O resgate começou no domingo de manhã (hora local) e trouxe, um por um, quatro jogadores para o exterior da gruta. A primeira criança chegou à superfície às 17:40 locais (11:40 em Portugal Continental) e a segunda 10 minutos depois. O terceiro e o quarto menores chegaram às 19:40 e 19:50 locais (13:40 e 13:50 em Lisboa). Depois, foram transportados para o hospital de Chiang Rai onde se encontram em quarentena por causa das infeções que podem ter contraído dentro da gruta.

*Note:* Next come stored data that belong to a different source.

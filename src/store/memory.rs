//! In-process leaderboard store

use dashmap::DashMap;
use std::sync::Arc;

use crate::leaderboard::{Leaderboard, LeaderboardEntry};

use super::Insertion;

/// Leaderboards kept in memory, keyed by leaderboard identifier
#[derive(Clone, Default)]
pub struct MemoryStore {
    boards: Arc<DashMap<String, Leaderboard>>,
}

impl MemoryStore {
    pub fn new() -> Self {
        Self::default()
    }

    pub fn load(&self, key: &str, capacity: usize) -> Leaderboard {
        self.boards
            .get(key)
            .map(|board| Leaderboard::from_entries(capacity, board.entries().to_vec()))
            .unwrap_or_else(|| Leaderboard::new(capacity))
    }

    /// Insert under the entry lock, so concurrent submissions serialize
    pub fn insert_bounded(&self, key: &str, capacity: usize, entry: LeaderboardEntry) -> Insertion {
        let mut board = self
            .boards
            .entry(key.to_string())
            .or_insert_with(|| Leaderboard::new(capacity));
        let rank = board.insert(entry);

        Insertion {
            rank,
            board: board.value().clone(),
        }
    }

    pub fn clear(&self, key: &str) {
        self.boards.remove(key);
    }
}
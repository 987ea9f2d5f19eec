//! Simulation engine: spawning, physics, difficulty ramp and loss condition

use rand::{Rng, SeedableRng};
use rand_chacha::ChaCha8Rng;
use std::mem;
use std::time::Duration;
use tracing::{debug, info};
use uuid::Uuid;

use super::events::{GameEvent, RemovalReason};
use super::matcher::{InputMatcher, MatchResult};
use super::physics::{PhysicsSystem, Playfield, StepOutcome};
use super::session::{Phase, SessionState, Target, TargetId};
use super::words::WordSource;

/// Feedback shown after a typo
pub const TYPO_FEEDBACK: &str = "Virhe! Yritä uudelleen.";

/// Game tuning
#[derive(Debug, Clone)]
pub struct EngineConfig {
    pub playfield: Playfield,
    /// Horizontal speed of new targets (px/s)
    pub base_speed: f32,
    /// Lower bound for a new target's horizontal speed (px/s)
    pub min_speed: f32,
    /// Random spread added to the horizontal speed (px/s)
    pub speed_jitter: f32,
    /// Bound for the random vertical speed (px/s)
    pub max_vertical_speed: f32,
    /// Horizontal speed gained per tick by targets and the base speed
    pub ramp_per_tick: f32,
    /// Base speed gained per completed word
    pub match_speed_bonus: f32,
    /// Maximum number of simultaneous targets
    pub max_active: usize,
    /// Targets spawned when a session starts
    pub initial_batch: usize,
    /// Delay between the initial spawns
    pub initial_stagger: Duration,
    /// Period of the spawn timer
    pub spawn_interval: Duration,
    /// Points per completed word
    pub points_per_word: u32,
    /// How long a typo effect lasts
    pub typo_duration: Duration,
    /// Words drawn for each session
    pub session_words: usize,
    /// Seed for deterministic sessions
    pub seed: Option<u64>,
}

impl Default for EngineConfig {
    fn default() -> Self {
        Self {
            playfield: Playfield::default(),
            base_speed: 30.0,
            min_speed: 20.0,
            speed_jitter: 10.0,
            max_vertical_speed: 40.0,
            ramp_per_tick: 0.01,
            match_speed_bonus: 6.0,
            max_active: 4,
            initial_batch: 3,
            initial_stagger: Duration::from_millis(300),
            spawn_interval: Duration::from_millis(2000),
            points_per_word: 10,
            typo_duration: Duration::from_millis(300),
            session_words: 200,
            seed: None,
        }
    }
}

/// The typing game simulation
pub struct Engine {
    config: EngineConfig,
    state: SessionState,
    session_id: Option<Uuid>,
    words: Vec<String>,
    word_source: WordSource,
    rng: ChaCha8Rng,
    speed: f32,
    events: Vec<GameEvent>,
}

impl Engine {
    pub fn new(config: EngineConfig) -> Self {
        let word_source = WordSource::new(config.seed);
        Self::with_word_source(config, word_source)
    }

    pub fn with_word_source(config: EngineConfig, word_source: WordSource) -> Self {
        let rng = match config.seed {
            Some(seed) => ChaCha8Rng::seed_from_u64(seed.wrapping_add(1)),
            None => ChaCha8Rng::from_entropy(),
        };
        let speed = config.base_speed;

        Self {
            config,
            state: SessionState::new(),
            session_id: None,
            words: Vec::new(),
            word_source,
            rng,
            speed,
            events: Vec::new(),
        }
    }

    pub fn config(&self) -> &EngineConfig {
        &self.config
    }

    pub fn state(&self) -> &SessionState {
        &self.state
    }

    pub fn phase(&self) -> Phase {
        self.state.phase
    }

    pub fn is_running(&self) -> bool {
        self.state.phase == Phase::Running
    }

    pub fn score(&self) -> u32 {
        self.state.score
    }

    pub fn targets(&self) -> &[Target] {
        &self.state.targets
    }

    pub fn session_id(&self) -> Option<Uuid> {
        self.session_id
    }

    /// Current base speed for new targets
    pub fn speed(&self) -> f32 {
        self.speed
    }

    /// Words left to spawn this session
    pub fn words_remaining(&self) -> usize {
        self.words.len().saturating_sub(self.state.next_word_index)
    }

    /// Take the events produced since the last drain
    pub fn drain_events(&mut self) -> Vec<GameEvent> {
        mem::take(&mut self.events)
    }

    /// Begin a new session and spawn its first target.
    ///
    /// The rest of the initial batch is left to the caller's stagger timer.
    pub fn start(&mut self) -> Uuid {
        if self.is_running() {
            self.end();
        }

        let session_id = Uuid::new_v4();
        self.session_id = Some(session_id);
        self.state.reset();
        self.words = self.word_source.next_batch(self.config.session_words);
        self.speed = self.config.base_speed;
        self.state.phase = Phase::Running;

        info!(
            session_id = %session_id,
            words = self.words.len(),
            "Game session started"
        );

        self.events.push(GameEvent::Started { session_id });
        self.push_score();
        self.spawn();

        session_id
    }

    /// Bring the next word into play.
    ///
    /// Returns `None` when not running, out of words, or at the target cap.
    pub fn spawn(&mut self) -> Option<TargetId> {
        if !self.is_running() || self.state.targets.len() >= self.config.max_active {
            return None;
        }

        let text = self.words.get(self.state.next_word_index)?.clone();
        let field = self.config.playfield;

        let y = self.rng.gen_range(0.0..=field.max_y());
        let jitter = self.config.speed_jitter.abs();
        let vx = (self.speed + self.rng.gen_range(-jitter..=jitter)).max(self.config.min_speed);
        let v_max = self.config.max_vertical_speed.abs();
        let vy = self.rng.gen_range(-v_max..=v_max);

        let id = self.state.next_word_index as TargetId;
        let target = Target {
            id,
            width: field.target_width(&text),
            height: field.target_height,
            text,
            x: 0.0,
            y,
            vx,
            vy,
        };

        debug!(id, text = %target.text, y, vx, vy, "Target spawned");

        self.events.push(GameEvent::TargetSpawned {
            id,
            text: target.text.clone(),
            x: target.x,
            y: target.y,
        });
        self.state.targets.push(target);
        self.state.next_word_index += 1;
        self.push_score();

        Some(id)
    }

    /// Advance the simulation by `dt` seconds.
    ///
    /// The first target (in spawn order) found at the right wall ends the
    /// session; targets after it are not moved this tick.
    pub fn tick(&mut self, dt: f32) {
        if !self.is_running() {
            return;
        }

        let field = self.config.playfield;
        let ramp = self.config.ramp_per_tick;
        let mut lost = false;

        for target in self.state.targets.iter_mut() {
            if PhysicsSystem::step(target, dt, &field) == StepOutcome::ReachedWall {
                debug!(id = target.id, text = %target.text, "Target reached the wall");
                lost = true;
                break;
            }
            target.vx += ramp;
        }

        if lost {
            self.end();
            return;
        }

        self.speed += ramp;
    }

    /// Classify the input buffer and apply its effects.
    ///
    /// Returns `None` when no session is running.
    pub fn handle_input(&mut self, buffer: &str) -> Option<MatchResult> {
        if !self.is_running() {
            return None;
        }

        let result = InputMatcher::classify(buffer, &self.state.targets);

        match result {
            MatchResult::Exact(id) => {
                self.set_highlight(None);
                self.state.remove_target(id);
                self.events.push(GameEvent::TargetRemoved {
                    id,
                    reason: RemovalReason::Matched,
                });
                self.events.push(GameEvent::InputCleared);
                self.state.award(self.config.points_per_word);
                self.speed += self.config.match_speed_bonus;
                self.push_score();
                self.set_feedback(None);
            }
            MatchResult::Partial(id) => {
                self.set_highlight(Some(id));
                self.set_feedback(None);
            }
            MatchResult::Miss => {
                if let Some(id) = self.state.leftmost().map(|t| t.id) {
                    self.events.push(GameEvent::Typo {
                        id,
                        duration_ms: self.config.typo_duration.as_millis() as u64,
                    });
                }
                self.set_highlight(None);
                self.set_feedback(Some(TYPO_FEEDBACK.to_string()));
            }
            MatchResult::Empty => {
                self.set_highlight(None);
                self.set_feedback(None);
            }
        }

        Some(result)
    }

    /// End the running session.
    ///
    /// Returns the final score, or `None` if no session was running.
    pub fn end(&mut self) -> Option<u32> {
        if !self.is_running() {
            return None;
        }

        self.state.phase = Phase::Ended;
        for target in self.state.targets.drain(..) {
            self.events.push(GameEvent::TargetRemoved {
                id: target.id,
                reason: RemovalReason::Cleared,
            });
        }
        self.state.highlighted = None;

        let final_score = self.state.score;
        self.events.push(GameEvent::Ended { final_score });

        if let Some(session_id) = self.session_id {
            info!(
                session_id = %session_id,
                final_score,
                words_spawned = self.state.next_word_index,
                "Game session ended"
            );
        }

        Some(final_score)
    }

    fn set_highlight(&mut self, id: Option<TargetId>) {
        if self.state.highlighted != id {
            self.state.highlighted = id;
            self.events.push(GameEvent::TargetHighlighted { id });
        }
    }

    fn set_feedback(&mut self, message: Option<String>) {
        if self.state.feedback != message {
            self.state.feedback = message.clone();
            self.events.push(GameEvent::Feedback { message });
        }
    }

    fn push_score(&mut self) {
        self.events.push(GameEvent::ScoreChanged {
            score: self.state.score,
            next_word_index: self.state.next_word_index,
        });
    }
}

impl Default for Engine {
    fn default() -> Self {
        Self::new(EngineConfig::default())
    }
}
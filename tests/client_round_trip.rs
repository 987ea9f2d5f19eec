use std::net::SocketAddr;
use std::time::Duration;

use tokio::net::TcpListener;
use tokio::sync::broadcast::Receiver;
use tokio::time::timeout;
use tokio_test::assert_ok;

use typing_game::app::AppState;
use typing_game::config::Config;
use typing_game::game::{Engine, EngineConfig, GameHandle, GameRunner, RunnerEvent};
use typing_game::http::build_router;
use typing_game::leaderboard::{LeaderboardClient, LeaderboardError, ValidationError};

async fn spawn_server(config: Config) -> String {
    let listener = TcpListener::bind("127.0.0.1:0").await.unwrap();
    let addr = listener.local_addr().unwrap();
    let router = build_router(AppState::new(config));

    tokio::spawn(async move {
        axum::serve(
            listener,
            router.into_make_service_with_connect_info::<SocketAddr>(),
        )
        .await
        .unwrap();
    });

    format!("http://{}", addr)
}

#[tokio::test]
async fn test_client_submit_and_fetch() {
    let base_url = spawn_server(Config::default()).await;
    let client = LeaderboardClient::new(&base_url);

    assert!(assert_ok!(client.fetch_top(10).await).is_empty());

    let outcome = assert_ok!(client.submit("Ana", 50).await);
    assert!(outcome.accepted);
    assert_eq!(outcome.rank, Some(0));

    assert_ok!(client.submit("Bo", 80).await);

    let top = assert_ok!(client.fetch_top(10).await);
    let names: Vec<&str> = top.iter().map(|e| e.name.as_str()).collect();
    assert_eq!(names, vec!["Bo", "Ana"]);

    let top_one = assert_ok!(client.fetch_top(1).await);
    assert_eq!(top_one.len(), 1);
}

#[tokio::test]
async fn test_client_maps_api_errors() {
    let config = Config {
        api_key: Some("k3y".to_string()),
        rate_limit_max: 2,
        reset_secret: Some("wipe".to_string()),
        ..Config::default()
    };
    let base_url = spawn_server(config).await;

    let anonymous = LeaderboardClient::new(&base_url);
    let err = anonymous.submit("Ana", 5).await.unwrap_err();
    assert!(matches!(err, LeaderboardError::Authorization(_)));
    assert!(!err.is_retryable());

    let client = LeaderboardClient::new(&base_url).with_api_key("k3y");
    let err = client.submit("Ana", 100_001).await.unwrap_err();
    assert_eq!(err, LeaderboardError::Validation(ValidationError::ScoreRange));

    assert_ok!(client.submit("Ana", 5).await);
    let err = client.submit("Ana", 6).await.unwrap_err();
    match err {
        LeaderboardError::RateLimited { retry_after_secs } => assert!(retry_after_secs >= 1),
        other => panic!("expected rate limit, got {other:?}"),
    }

    assert_eq!(client.reset("nope").await, Ok(false));
    assert_eq!(client.reset("wipe").await, Ok(true));
    assert!(assert_ok!(client.fetch_top(10).await).is_empty());
}

async fn finished_runner(client: LeaderboardClient) -> (GameHandle, Receiver<RunnerEvent>) {
    let engine = Engine::new(EngineConfig {
        seed: Some(8),
        ..EngineConfig::default()
    });
    let (runner, handle) = GameRunner::new(engine, Some(client));
    let mut events = handle.subscribe();
    tokio::spawn(runner.run());

    handle.start().await.unwrap();
    handle.stop().await.unwrap();
    timeout(Duration::from_secs(5), async {
        while !matches!(events.recv().await, Ok(RunnerEvent::Outcome(_))) {}
    })
    .await
    .unwrap();

    (handle, events)
}

async fn next_save_result(events: &mut Receiver<RunnerEvent>) -> RunnerEvent {
    timeout(Duration::from_secs(15), async {
        loop {
            match events.recv().await {
                Ok(event @ (RunnerEvent::ScoreSaved { .. } | RunnerEvent::SaveFailed { .. })) => {
                    return event
                }
                Ok(_) => continue,
                Err(e) => panic!("event stream closed: {e}"),
            }
        }
    })
    .await
    .unwrap()
}

#[tokio::test]
async fn test_finished_game_is_saved_once() {
    let base_url = spawn_server(Config::default()).await;
    let (handle, mut events) = finished_runner(LeaderboardClient::new(&base_url)).await;

    handle.save_score("Ana").await.unwrap();
    assert!(matches!(
        next_save_result(&mut events).await,
        RunnerEvent::ScoreSaved { rank: Some(0), .. }
    ));

    handle.save_score("Ana").await.unwrap();
    assert_eq!(
        next_save_result(&mut events).await,
        RunnerEvent::SaveFailed {
            message: "No finished game to save".to_string(),
            retryable: false,
        }
    );

    let top = assert_ok!(LeaderboardClient::new(&base_url).fetch_top(10).await);
    assert_eq!(top.len(), 1);
}

#[tokio::test]
async fn test_retryable_save_failure_keeps_score() {
    let (handle, mut events) = finished_runner(LeaderboardClient::new("http://127.0.0.1:9")).await;

    for _ in 0..2 {
        handle.save_score("Ana").await.unwrap();
        match next_save_result(&mut events).await {
            RunnerEvent::SaveFailed { retryable, .. } => assert!(retryable),
            other => panic!("expected a retryable failure, got {other:?}"),
        }
    }
}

Esta terça-feira, o ministro da Saúde Pública tailandês revelou que dois dos jovens contraíram uma infeção pulmonar, mas que estão bem e que já viram a família através de uma "barreira de vidro". Informação que já tinha sido avançada, na segunda-feira, pelo chefe da missão de resgate.

"Eles vão estar afastados dos pais durante algum tempo porque estamos preocupados com as infeções", revelou Narongsak Osottanakorn, chefe da missão de resgate, acrescentando que as visitas só foram autorizadas à família e que os rapazes vão ser "mantidos à distância" e serão vistos "através do vidro".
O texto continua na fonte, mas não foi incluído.